Biosynthesis of ergotamine by Claviceps purpurea (Fr.) Tul

• Published in: Biochemical journal Vol. 134; no. 1; pp. 1 - 10
• Main Authors: Bassett, R A, Chain, E B, Corbett, K
• Format: Journal Article
• Language: English
• Published: England 01.05.1973
• Subjects: Acetates - metabolism; Alanine - metabolism; Amino Acids - analysis; Biosynthesis and Degradation; Carbon Isotopes; Cells, Cultured; Chromatography, Ion Exchange; Chromatography, Thin Layer; Culture Media; Electrophoresis, Paper; Ergotamine - analysis; Ergotamine - biosynthesis; Ergotamine - isolation & purification; Formates - metabolism; Hydrogen-Ion Concentration; Isomerism; Methionine - metabolism; Mevalonic Acid - metabolism; Phenylalanine - metabolism; Plants - metabolism; Proline - metabolism; Spectrophotometry, Ultraviolet; Tryptophan - metabolism
• ISSN: 0264-6021; 0306-3283; 1470-8728
• DOI: 10.1042/bj1340001

High-yielding strains of Claviceps purpurea (Fr.) Tul, grown on a defined medium, have been used for a study of the biosynthesis of the peptide ergot alkaloid, ergotamine. l-[U-(14)C]tryptophan, dl-[2-(14)C]mevalonic acid lactone, sodium [2-(14)C]acetate, sodium [(14)C]formate and the methyl group of l-[methyl-(14)C]methionine were efficiently incorporated into the peptide alkaloids and specifically labelled the ergoline moiety of ergotamine.

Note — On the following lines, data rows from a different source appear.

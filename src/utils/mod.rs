//! Utility modules.
//!
//! Input parsing for the editing layer and host sensor access.

pub mod parsing;
pub mod sensors;
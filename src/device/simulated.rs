//! Simulated devices.
//!
//! Stand-ins for real hardware used by the CLI demo and tests. The fan hub
//! reports the same layout as a Smart Device style controller: six fan
//! slots, some of them unpopulated, plus firmware and noise lines.

use std::collections::HashMap;
use std::sync::Mutex;
use std::sync::atomic::{AtomicBool, AtomicU64, Ordering};

use crate::cooling::{Step, StepTable};
use crate::device::{DeviceHandle, DeviceInfo};
use crate::error::{PanelError, Result};
use crate::protocol::{StatusLine, StatusValue};

/// Fan slots on the simulated hub.
const HUB_SLOTS: usize = 6;

/// Duty a channel runs at until told otherwise.
const DEFAULT_DUTY: u8 = 40;

/// Pseudo-random RPM jitter derived from the poll counter.
fn jitter(tick: u64, slot: usize) -> i64 {
    ((tick.wrapping_mul(37) + slot as u64 * 11) % 50) as i64
}

// =============================================================================
// Fan Hub
// =============================================================================

/// Fan hub with DC-controlled fans. Accepts fixed duties, not curves.
pub struct SimulatedFanHub {
    info: DeviceInfo,
    populated: usize,
    /// Poll count after which one more fan shows up.
    hotplug_after: Option<u64>,
    connected: AtomicBool,
    tick: AtomicU64,
    duties: Mutex<HashMap<String, u8>>,
}

impl SimulatedFanHub {
    /// Hub with three connected fans.
    pub fn new() -> Self {
        Self::with_fans(3)
    }

    pub fn with_fans(populated: usize) -> Self {
        Self {
            info: DeviceInfo::new("NZXT Smart Device V2 (simulated)", 0x1e71, 0x2006),
            populated: populated.min(HUB_SLOTS),
            hotplug_after: None,
            connected: AtomicBool::new(false),
            tick: AtomicU64::new(0),
            duties: Mutex::new(HashMap::new()),
        }
    }

    pub fn is_connected(&self) -> bool {
        self.connected.load(Ordering::SeqCst)
    }

    /// Connect one more fan once `polls` status reads have happened.
    pub fn with_hotplug_after(mut self, polls: u64) -> Self {
        self.hotplug_after = Some(polls);
        self
    }

    fn populated_at(&self, tick: u64) -> usize {
        match self.hotplug_after {
            Some(polls) if tick >= polls => (self.populated + 1).min(HUB_SLOTS),
            _ => self.populated,
        }
    }

    fn duty(&self, channel: &str) -> u8 {
        self.duties
            .lock()
            .ok()
            .and_then(|d| d.get(channel).copied())
            .unwrap_or(DEFAULT_DUTY)
    }
}

impl Default for SimulatedFanHub {
    fn default() -> Self {
        Self::new()
    }
}

impl DeviceHandle for SimulatedFanHub {
    fn info(&self) -> DeviceInfo {
        self.info.clone()
    }

    fn serial_number(&self) -> Option<String> {
        Some("SIMHUB0001".into())
    }

    fn connect(&self) -> Result<()> {
        self.connected.store(true, Ordering::SeqCst);
        Ok(())
    }

    /// Every channel back to the default duty.
    fn initialize(&self) -> Result<()> {
        self.duties
            .lock()
            .map_err(|_| PanelError::InvalidInput("Device state poisoned".into()))?
            .clear();
        Ok(())
    }

    fn disconnect(&self) -> Result<()> {
        self.connected.store(false, Ordering::SeqCst);
        Ok(())
    }

    fn get_status(&self) -> Result<Vec<StatusLine>> {
        let tick = self.tick.fetch_add(1, Ordering::SeqCst);
        let populated = self.populated_at(tick);
        let mut lines = Vec::with_capacity(HUB_SLOTS * 4 + 2);

        for slot in 1..=HUB_SLOTS {
            let name = format!("Fan {}", slot);
            if slot > populated {
                lines.push(StatusLine::new(&name, StatusValue::Absent, ""));
                continue;
            }

            let duty = self.duty(&name);
            let voltage = 12.0 * f64::from(duty) / 100.0;
            let speed = 300 + i64::from(duty) * 15 + jitter(tick, slot);

            lines.push(StatusLine::new(&name, "DC", ""));
            lines.push(StatusLine::new(&format!("{} current", name), 0.05, "A"));
            lines.push(StatusLine::new(&format!("{} speed", name), speed, "rpm"));
            lines.push(StatusLine::new(&format!("{} voltage", name), voltage, "V"));
        }

        lines.push(StatusLine::new("Firmware version", "1.0.4", ""));
        lines.push(StatusLine::new("Noise level", 30 + jitter(tick, 0) / 5, "dB"));
        Ok(lines)
    }

    fn set_fixed_duty(&self, channel: &str, percent: u8) -> Result<()> {
        if percent > 100 {
            return Err(PanelError::InvalidDuty(percent as i16));
        }

        let populated = self.populated_at(self.tick.load(Ordering::SeqCst));
        let known = (1..=populated).any(|slot| format!("Fan {}", slot) == channel);
        if !known {
            return Err(PanelError::InvalidInput(format!(
                "Unknown channel '{}' on {}",
                channel, self.info.name
            )));
        }

        let mut duties = self
            .duties
            .lock()
            .map_err(|_| PanelError::InvalidInput("Device state poisoned".into()))?;
        duties.insert(channel.to_string(), percent);
        Ok(())
    }
}

// =============================================================================
// AIO Cooler
// =============================================================================

/// AIO cooler whose pump only runs programmed curves.
pub struct SimulatedCooler {
    info: DeviceInfo,
    connected: AtomicBool,
    tick: AtomicU64,
    curve: Mutex<Vec<(i8, i8)>>,
}

impl SimulatedCooler {
    pub fn new() -> Self {
        Self {
            info: DeviceInfo::new("NZXT Kraken X (simulated)", 0x1e71, 0x2007),
            connected: AtomicBool::new(false),
            tick: AtomicU64::new(0),
            curve: Mutex::new(vec![(20, 60), (40, 80), (60, 100)]),
        }
    }

    pub fn is_connected(&self) -> bool {
        self.connected.load(Ordering::SeqCst)
    }

    /// Curve currently programmed on the pump.
    pub fn programmed_curve(&self) -> Vec<(i8, i8)> {
        self.curve.lock().map(|c| c.clone()).unwrap_or_default()
    }

    fn liquid_temp(&self, tick: u64) -> f64 {
        30.0 + jitter(tick, 1) as f64 / 10.0
    }
}

impl Default for SimulatedCooler {
    fn default() -> Self {
        Self::new()
    }
}

impl DeviceHandle for SimulatedCooler {
    fn info(&self) -> DeviceInfo {
        self.info.clone()
    }

    fn serial_number(&self) -> Option<String> {
        Some("SIMAIO0001".into())
    }

    fn connect(&self) -> Result<()> {
        self.connected.store(true, Ordering::SeqCst);
        Ok(())
    }

    fn disconnect(&self) -> Result<()> {
        self.connected.store(false, Ordering::SeqCst);
        Ok(())
    }

    fn get_status(&self) -> Result<Vec<StatusLine>> {
        let tick = self.tick.fetch_add(1, Ordering::SeqCst);
        let liquid = self.liquid_temp(tick);

        let steps = self
            .programmed_curve()
            .into_iter()
            .map(|(t, d)| Step::new(t, d))
            .collect();
        let duty = StepTable::from_steps(steps)
            .ok()
            .and_then(|table| table.duty_at(liquid as f32))
            .unwrap_or(100);

        Ok(vec![
            StatusLine::new("Liquid temperature", liquid, "°C"),
            StatusLine::new("Pump 1", "PWM", ""),
            StatusLine::new("Pump 1 current", 0.21, "A"),
            StatusLine::new("Pump 1 speed", 1200 + i64::from(duty) * 16, "rpm"),
            StatusLine::new("Pump 1 voltage", 12.0, "V"),
            StatusLine::new("Firmware version", "6.0.2", ""),
        ])
    }

    fn set_fixed_duty(&self, _channel: &str, _percent: u8) -> Result<()> {
        Err(PanelError::NotSupportedByDevice {
            device: self.info.name.clone(),
            operation: "fixed duty".into(),
        })
    }

    fn set_speed_profile(&self, channel: &str, profile: &[(i8, i8)]) -> Result<()> {
        if channel != "Pump 1" {
            return Err(PanelError::InvalidInput(format!(
                "Unknown channel '{}' on {}",
                channel, self.info.name
            )));
        }
        if profile.is_empty() {
            return Err(PanelError::InvalidProfile("Curve has no steps".into()));
        }

        let mut curve = self
            .curve
            .lock()
            .map_err(|_| PanelError::InvalidInput("Device state poisoned".into()))?;
        *curve = profile.to_vec();
        Ok(())
    }
}
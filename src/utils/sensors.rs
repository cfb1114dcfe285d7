//! Host temperature sensors.
//!
//! Wraps `sysinfo` components to find the CPU and GPU temperatures a fan
//! curve can follow.

use sysinfo::Components;

/// Label fragments identifying CPU sensors across platforms.
const CPU_PATTERNS: [&str; 5] = ["cpu", "package", "core", "tdie", "tctl"];

/// Label fragments identifying GPU sensors.
const GPU_PATTERNS: [&str; 4] = ["gpu", "nvidia", "amdgpu", "edge"];

/// One host temperature sensor.
#[derive(Debug, Clone)]
pub struct SensorInfo {
    pub label: String,
    /// Celsius, `None` when the sensor cannot be read.
    pub temperature: Option<f32>,
}

/// Refreshable view of the host's temperature sensors.
pub struct SystemSensors {
    components: Components,
}

impl SystemSensors {
    pub fn new() -> Self {
        Self {
            components: Components::new_with_refreshed_list(),
        }
    }

    /// Re-read every sensor value.
    pub fn refresh(&mut self) {
        self.components.refresh(true);
    }

    pub fn find_cpu_temp(&self) -> Option<f32> {
        self.find_temp(&CPU_PATTERNS)
    }

    pub fn find_gpu_temp(&self) -> Option<f32> {
        self.find_temp(&GPU_PATTERNS)
    }

    pub fn list_all(&self) -> Vec<SensorInfo> {
        self.components
            .iter()
            .map(|c| SensorInfo {
                label: c.label().to_string(),
                temperature: c.temperature(),
            })
            .collect()
    }

    /// Temperature of the first readable sensor whose label matches a pattern.
    fn find_temp(&self, patterns: &[&str]) -> Option<f32> {
        self.components
            .iter()
            .filter(|c| label_matches(c.label(), patterns))
            .find_map(|c| c.temperature())
    }
}

impl Default for SystemSensors {
    fn default() -> Self {
        Self::new()
    }
}

fn label_matches(label: &str, patterns: &[&str]) -> bool {
    let label = label.to_lowercase();
    patterns.iter().any(|p| label.contains(p))
}

#[cfg(test)]
mod tests {
    use super::*;

    #[test]
    fn test_label_matching() {
        assert!(label_matches("k10temp Tctl", &CPU_PATTERNS));
        assert!(label_matches("Package id 0", &CPU_PATTERNS));
        assert!(label_matches("amdgpu edge", &GPU_PATTERNS));
        assert!(!label_matches("nvme Composite", &CPU_PATTERNS));
    }

    #[test]
    fn test_system_sensors_listing() {
        // Sensor availability depends on the host; only check it doesn't panic.
        let mut sensors = SystemSensors::new();
        sensors.refresh();
        let _ = sensors.list_all();
        let _ = sensors.find_cpu_temp();
    }
}
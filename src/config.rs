//! Application configuration.
//!
//! Polling intervals, the last selected device and profile, and where
//! profiles live. Stored as JSON in the platform config directory:
//! - Linux: ~/.config/liquid-panel/config.json
//! - Windows: %APPDATA%\liquid-panel\config.json

use std::path::PathBuf;
use std::time::Duration;

use serde::{Deserialize, Serialize};
use tracing::warn;

use crate::error::{PanelError, Result};

const APP_NAME: &str = "liquid-panel";
const CONFIG_FILE: &str = "config.json";
const PROFILES_DIR: &str = "profiles";

/// Shortest interval accepted from the config file, in milliseconds.
pub const MIN_INTERVAL_MS: u64 = 100;

// =============================================================================
// Config Path
// =============================================================================

/// Get the configuration directory path.
pub fn get_config_dir() -> Result<PathBuf> {
    dirs::config_dir()
        .map(|p| p.join(APP_NAME))
        .ok_or_else(|| PanelError::InvalidInput("Could not find config directory".into()))
}

/// Get the full path to the config file.
pub fn get_config_path() -> Result<PathBuf> {
    Ok(get_config_dir()?.join(CONFIG_FILE))
}

/// Default root of the profile store.
pub fn default_profiles_dir() -> Result<PathBuf> {
    Ok(get_config_dir()?.join(PROFILES_DIR))
}

// =============================================================================
// Config Structures
// =============================================================================

/// Telemetry polling intervals.
#[derive(Debug, Clone, PartialEq, Eq, Serialize, Deserialize)]
pub struct PollSettings {
    /// Pause between steady-state status reads, in milliseconds.
    #[serde(default = "default_poll_interval_ms")]
    pub poll_interval_ms: u64,

    /// Retry interval while waiting for a device's first components.
    #[serde(default = "default_discovery_interval_ms")]
    pub discovery_interval_ms: u64,
}

fn default_poll_interval_ms() -> u64 {
    3000
}

fn default_discovery_interval_ms() -> u64 {
    1000
}

fn duration_ms(d: Duration) -> u64 {
    u64::try_from(d.as_millis()).unwrap_or(u64::MAX)
}

impl PollSettings {
    /// Intervals are never shorter than 1 ms.
    pub fn new(poll_interval: Duration, discovery_interval: Duration) -> Self {
        Self {
            poll_interval_ms: duration_ms(poll_interval).max(1),
            discovery_interval_ms: duration_ms(discovery_interval).max(1),
        }
    }

    pub fn poll_interval(&self) -> Duration {
        Duration::from_millis(self.poll_interval_ms.max(1))
    }

    pub fn discovery_interval(&self) -> Duration {
        Duration::from_millis(self.discovery_interval_ms.max(1))
    }

    /// Raise intervals below [`MIN_INTERVAL_MS`] to the minimum.
    pub fn clamped(self) -> Self {
        let clamp = |name: &str, ms: u64| {
            if ms < MIN_INTERVAL_MS {
                warn!(name, ms, min = MIN_INTERVAL_MS, "Interval too short, using minimum");
                MIN_INTERVAL_MS
            } else {
                ms
            }
        };
        Self {
            poll_interval_ms: clamp("poll_interval_ms", self.poll_interval_ms),
            discovery_interval_ms: clamp("discovery_interval_ms", self.discovery_interval_ms),
        }
    }
}

impl Default for PollSettings {
    fn default() -> Self {
        Self {
            poll_interval_ms: default_poll_interval_ms(),
            discovery_interval_ms: default_discovery_interval_ms(),
        }
    }
}

/// Main configuration file structure
#[derive(Debug, Clone, Default, Serialize, Deserialize)]
pub struct AppConfig {
    #[serde(default)]
    pub polling: PollSettings,

    /// Device slot selected at startup
    #[serde(default)]
    pub active_device: usize,

    /// Profile last applied from the editor
    #[serde(default)]
    pub active_profile: Option<String>,

    /// Profile store root; the config directory's `profiles/` when unset
    #[serde(default)]
    pub profiles_dir: Option<PathBuf>,
}

impl AppConfig {
    /// Profile store root, falling back to the default location.
    pub fn profiles_dir(&self) -> Result<PathBuf> {
        match &self.profiles_dir {
            Some(dir) => Ok(dir.clone()),
            None => default_profiles_dir(),
        }
    }
}

// =============================================================================
// Load / Save
// =============================================================================

/// Load configuration from disk, or defaults if the file does not exist.
pub fn load_config() -> Result<AppConfig> {
    load_config_from(&get_config_path()?)
}

pub fn load_config_from(path: &std::path::Path) -> Result<AppConfig> {
    if !path.exists() {
        return Ok(AppConfig::default());
    }

    let content = std::fs::read_to_string(path)?;
    let mut config: AppConfig = serde_json::from_str(&content)
        .map_err(|e| PanelError::InvalidInput(format!("Failed to parse config: {}", e)))?;
    config.polling = config.polling.clamped();
    Ok(config)
}

/// Save configuration to disk.
pub fn save_config(config: &AppConfig) -> Result<()> {
    save_config_to(config, &get_config_path()?)
}

pub fn save_config_to(config: &AppConfig, path: &std::path::Path) -> Result<()> {
    if let Some(dir) = path.parent() {
        std::fs::create_dir_all(dir)?;
    }

    let content = serde_json::to_string_pretty(config)?;
    std::fs::write(path, content)?;
    Ok(())
}
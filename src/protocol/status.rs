//! Device status parsing.
//!
//! Turns the flat `(label, value, unit)` status sequence reported by a device
//! driver into structured per-component readouts.
//!
//! A component block is four consecutive lines:
//!
//! ```text
//! Fan 1           DC
//! Fan 1 current   0.05  A
//! Fan 1 speed     1020  rpm
//! Fan 1 voltage   11.91 V
//! ```

use std::collections::BTreeMap;

// =============================================================================
// Raw Status Lines
// =============================================================================

/// Driver text used for unpopulated slots.
const ABSENT_MARKER: &str = "\u{2014}";

/// Em-dash decoded as Windows-1252 instead of UTF-8.
const ABSENT_MARKER_MISDECODED: &str = "\u{e2}\u{20ac}\u{201d}";

/// Value column of a status line.
#[derive(Debug, Clone, PartialEq)]
pub enum StatusValue {
    /// Free text, e.g. a fan control mode ("DC", "PWM") or a firmware version.
    Text(String),
    Integer(i64),
    Float(f64),
    /// The device reports nothing connected in this slot.
    Absent,
}

impl StatusValue {
    /// Convert driver text to a value, mapping the unpopulated-slot marker to
    /// [`StatusValue::Absent`].
    pub fn from_driver_text(text: &str) -> Self {
        match text.trim() {
            ABSENT_MARKER | ABSENT_MARKER_MISDECODED => StatusValue::Absent,
            other => StatusValue::Text(other.to_string()),
        }
    }

    pub fn is_integer(&self) -> bool {
        matches!(self, StatusValue::Integer(_))
    }

    pub fn is_absent(&self) -> bool {
        matches!(self, StatusValue::Absent)
    }

    /// Numeric value as a float. Integers widen, non-finite floats are rejected.
    pub fn as_f64(&self) -> Option<f64> {
        match self {
            StatusValue::Integer(v) => Some(*v as f64),
            StatusValue::Float(v) if v.is_finite() => Some(*v),
            _ => None,
        }
    }

    /// Numeric value as an integer. Floats truncate toward zero.
    pub fn as_i64(&self) -> Option<i64> {
        match self {
            StatusValue::Integer(v) => Some(*v),
            StatusValue::Float(v) if v.is_finite() => Some(v.trunc() as i64),
            _ => None,
        }
    }
}

impl From<i64> for StatusValue {
    fn from(v: i64) -> Self {
        StatusValue::Integer(v)
    }
}

impl From<f64> for StatusValue {
    fn from(v: f64) -> Self {
        StatusValue::Float(v)
    }
}

impl From<&str> for StatusValue {
    fn from(s: &str) -> Self {
        StatusValue::Text(s.to_string())
    }
}

impl std::fmt::Display for StatusValue {
    fn fmt(&self, f: &mut std::fmt::Formatter<'_>) -> std::fmt::Result {
        match self {
            StatusValue::Text(s) => write!(f, "{}", s),
            StatusValue::Integer(v) => write!(f, "{}", v),
            StatusValue::Float(v) => write!(f, "{}", v),
            StatusValue::Absent => write!(f, "{}", ABSENT_MARKER),
        }
    }
}

/// One `(label, value, unit)` entry of a device status report.
#[derive(Debug, Clone, PartialEq)]
pub struct StatusLine {
    pub label: String,
    pub value: StatusValue,
    pub unit: String,
}

impl StatusLine {
    pub fn new(label: &str, value: impl Into<StatusValue>, unit: &str) -> Self {
        Self {
            label: label.to_string(),
            value: value.into(),
            unit: unit.to_string(),
        }
    }
}

// =============================================================================
// Readouts
// =============================================================================

/// Units the device reported next to each sensor value.
#[derive(Debug, Clone, PartialEq, Eq)]
pub struct ReadoutUnits {
    pub current: String,
    pub speed: String,
    pub voltage: String,
}

impl ReadoutUnits {
    /// Units from a block's sensor lines; a blank unit keeps the usual one.
    fn from_lines(current: &StatusLine, speed: &StatusLine, voltage: &StatusLine) -> Self {
        let pick = |line: &StatusLine, fallback: &str| {
            let unit = line.unit.trim();
            let unit = if unit.is_empty() { fallback } else { unit };
            unit.to_string()
        };
        Self {
            current: pick(current, "A"),
            speed: pick(speed, "rpm"),
            voltage: pick(voltage, "V"),
        }
    }
}

impl Default for ReadoutUnits {
    fn default() -> Self {
        Self {
            current: "A".into(),
            speed: "rpm".into(),
            voltage: "V".into(),
        }
    }
}

/// Parsed snapshot of one component's sensors.
#[derive(Debug, Clone, PartialEq)]
pub struct Readout {
    pub component_name: String,
    /// Control mode reported in the header line ("DC", "PWM", ...).
    pub mode: String,
    /// Current draw, usually amperes.
    pub current: f64,
    /// Speed, usually RPM.
    pub speed: i64,
    /// Voltage, usually volts.
    pub voltage: f64,
    pub units: ReadoutUnits,
}

impl Readout {
    /// Power draw in watts.
    pub fn power(&self) -> f64 {
        self.current * self.voltage
    }
}

impl std::fmt::Display for Readout {
    fn fmt(&self, f: &mut std::fmt::Formatter<'_>) -> std::fmt::Result {
        write!(
            f,
            "{:<8} {:<4} {:>6.2} {} {:>6} {} {:>6.2} {} {:>6.2} W",
            self.component_name,
            self.mode,
            self.current,
            self.units.current.to_uppercase(),
            self.speed,
            self.units.speed.to_uppercase(),
            self.voltage,
            self.units.voltage.to_uppercase(),
            self.power()
        )
    }
}

/// Readouts keyed by component name.
pub type Readouts = BTreeMap<String, Readout>;

// =============================================================================
// Parsing
// =============================================================================

/// Parse a raw status sequence into per-component readouts.
///
/// Headers whose value is [`StatusValue::Absent`] are skipped, as are blocks
/// cut short by the end of the sequence or carrying non-numeric sensor values.
/// Never fails: a bad block only drops that component.
pub fn parse_status(raw: &[StatusLine]) -> Readouts {
    let mut readouts = Readouts::new();
    let mut i = 0;

    while i < raw.len() {
        if !is_component_header(&raw[i]) {
            i += 1;
            continue;
        }

        match parse_block(&raw[i..]) {
            Some(readout) => {
                readouts.insert(readout.component_name.clone(), readout);
                i += 4;
            }
            None => i += 1,
        }
    }

    readouts
}

/// `"Fan 1"`, `"Pump 2"`: exactly one space followed by a slot index.
fn is_component_label(label: &str) -> bool {
    match label.split_once(' ') {
        Some((name, index)) => {
            !name.is_empty()
                && !index.is_empty()
                && index.bytes().all(|b| b.is_ascii_digit())
        }
        None => false,
    }
}

fn is_component_header(line: &StatusLine) -> bool {
    is_component_label(&line.label) && !line.value.is_integer() && !line.value.is_absent()
}

fn parse_block(block: &[StatusLine]) -> Option<Readout> {
    let [header, current, speed, voltage, ..] = block else {
        return None;
    };

    Some(Readout {
        component_name: header.label.clone(),
        mode: header.value.to_string(),
        current: current.value.as_f64()?,
        speed: speed.value.as_i64()?,
        voltage: voltage.value.as_f64()?,
        units: ReadoutUnits::from_lines(current, speed, voltage),
    })
}

#[cfg(test)]
mod tests {
    use super::*;

    fn fan_block(name: &str, speed: i64, voltage: f64) -> Vec<StatusLine> {
        vec![
            StatusLine::new(name, "DC", ""),
            StatusLine::new(&format!("{} current", name), 0.05, "A"),
            StatusLine::new(&format!("{} speed", name), speed, "rpm"),
            StatusLine::new(&format!("{} voltage", name), voltage, "V"),
        ]
    }

    #[test]
    fn test_parse_hub_status() {
        let mut raw = fan_block("Fan 1", 1020, 11.91);
        raw.extend(fan_block("Fan 2", 980, 4.38));
        raw.push(StatusLine::new("Fan 3", StatusValue::Absent, ""));
        raw.push(StatusLine::new("Firmware version", "1.0.4", ""));
        raw.push(StatusLine::new("Noise level", 106_i64, "dB"));

        let readouts = parse_status(&raw);
        assert_eq!(readouts.len(), 2);

        let fan1 = &readouts["Fan 1"];
        assert_eq!(fan1.mode, "DC");
        assert_eq!(fan1.current, 0.05);
        assert_eq!(fan1.speed, 1020);
        assert_eq!(fan1.voltage, 11.91);
        assert!((fan1.power() - 0.5955).abs() < 1e-9);

        assert_eq!(readouts["Fan 2"].speed, 980);
        assert!(!readouts.contains_key("Fan 3"));
    }

    #[test]
    fn test_one_present_one_absent() {
        let mut raw = fan_block("Fan 1", 700, 12.0);
        raw.push(StatusLine::new("Fan 2", StatusValue::Absent, ""));

        let readouts = parse_status(&raw);
        assert_eq!(readouts.keys().collect::<Vec<_>>(), vec!["Fan 1"]);
    }

    #[test]
    fn test_truncated_block_is_omitted() {
        let mut raw = fan_block("Fan 1", 700, 12.0);
        raw.extend(fan_block("Fan 2", 800, 12.0).into_iter().take(3));

        let readouts = parse_status(&raw);
        assert_eq!(readouts.len(), 1);
        assert!(readouts.contains_key("Fan 1"));
    }

    #[test]
    fn test_non_numeric_block_is_omitted() {
        let raw = vec![
            StatusLine::new("Fan 1", "PWM", ""),
            StatusLine::new("Fan 1 current", "n/a", "A"),
            StatusLine::new("Fan 1 speed", 900_i64, "rpm"),
            StatusLine::new("Fan 1 voltage", 12.0, "V"),
        ];
        assert!(parse_status(&raw).is_empty());
    }

    #[test]
    fn test_header_rules() {
        // Integer value: a measurement, not a header.
        assert!(!is_component_header(&StatusLine::new("Fan 1", 1200_i64, "rpm")));
        // Two spaces.
        assert!(!is_component_header(&StatusLine::new("Fan 1 speed", "x", "")));
        // Second word is not a slot index.
        assert!(!is_component_header(&StatusLine::new("Firmware version", "1.0.4", "")));
        assert!(!is_component_header(&StatusLine::new("Pump 1", StatusValue::Absent, "")));
        assert!(is_component_header(&StatusLine::new("Pump 1", "PWM", "")));
        assert!(is_component_header(&StatusLine::new("Fan 12", 3.5, "")));
    }

    #[test]
    fn test_garbage_never_panics() {
        let raw = vec![
            StatusLine::new("", "", ""),
            StatusLine::new(" ", StatusValue::Absent, ""),
            StatusLine::new("Fan 1", "DC", ""),
            StatusLine::new("Fan 1 current", f64::NAN, "A"),
            StatusLine::new("Fan 2", "DC", ""),
        ];
        assert!(parse_status(&raw).is_empty());
        assert!(parse_status(&[]).is_empty());
    }

    #[test]
    fn test_float_speed_truncates() {
        let raw = vec![
            StatusLine::new("Fan 1", "DC", ""),
            StatusLine::new("Fan 1 current", 1_i64, "A"),
            StatusLine::new("Fan 1 speed", 1499.9, "rpm"),
            StatusLine::new("Fan 1 voltage", 12_i64, "V"),
        ];
        let readouts = parse_status(&raw);
        assert_eq!(readouts["Fan 1"].speed, 1499);
        assert_eq!(readouts["Fan 1"].current, 1.0);
    }

    #[test]
    fn test_driver_text_markers() {
        assert_eq!(StatusValue::from_driver_text("\u{2014}"), StatusValue::Absent);
        assert_eq!(
            StatusValue::from_driver_text("\u{e2}\u{20ac}\u{201d}"),
            StatusValue::Absent
        );
        assert_eq!(
            StatusValue::from_driver_text("DC"),
            StatusValue::Text("DC".into())
        );
    }

    #[test]
    fn test_readout_display_rounds() {
        let readout = Readout {
            component_name: "Fan 1".into(),
            mode: "DC".into(),
            current: 0.05123,
            speed: 1020,
            voltage: 11.916,
            units: ReadoutUnits::default(),
        };
        let text = readout.to_string();
        assert!(text.contains("0.05 A"));
        assert!(text.contains("1020 RPM"));
        assert!(text.contains("11.92 V"));
    }

    #[test]
    fn test_reported_units_are_kept() {
        let raw = vec![
            StatusLine::new("Pump 1", "PWM", ""),
            StatusLine::new("Pump 1 current", 210_i64, "mA"),
            StatusLine::new("Pump 1 speed", 2400_i64, "rpm"),
            StatusLine::new("Pump 1 voltage", 12.0, ""),
        ];
        let readout = &parse_status(&raw)["Pump 1"];
        assert_eq!(readout.units.current, "mA");
        assert_eq!(readout.units.voltage, "V");

        let text = readout.to_string();
        assert!(text.contains("210.00 MA"));
        assert!(text.contains("2400 RPM"));
        assert!(text.contains("12.00 V"));
    }
}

These results are the same as previously found for the biosynthesis of other ergot alkaloids. Time-course incubation experiments demonstrated that l-[U-(14)C]phenylalanine, l-[U-(14)C]proline and l-[U-(14)C]alanine were incorporated into the peptide ergot alkaloids. Chemical degradation of the radioactive alkaloid derived from additional precursor incubation experiments showed that phenylalanine and proline function as the most efficient precursors, and specifically label the constitutive side-chain phenylalanyl and prolyl moieties of the alkaloid. The evidence obtained from l-[U-(14)C]alanine-incorporation experiments was inconclusive. However, degradation of ergotamine isolated after incubation with dl-[1-(14)C]alanine, showed that the carboxyl group of the labelled amino acid was specifically incorporated into the alpha-hydroxy-alpha-amino acid residue of the alkaloid. This, in conjunction with the l-[U-(14)C]alanine-incorporation results, showed conclusively that all three carbon atoms of alanine were incorporated as a biosynthetic unit into the alpha-hydroxy-alpha-amino acid moiety of ergotamine.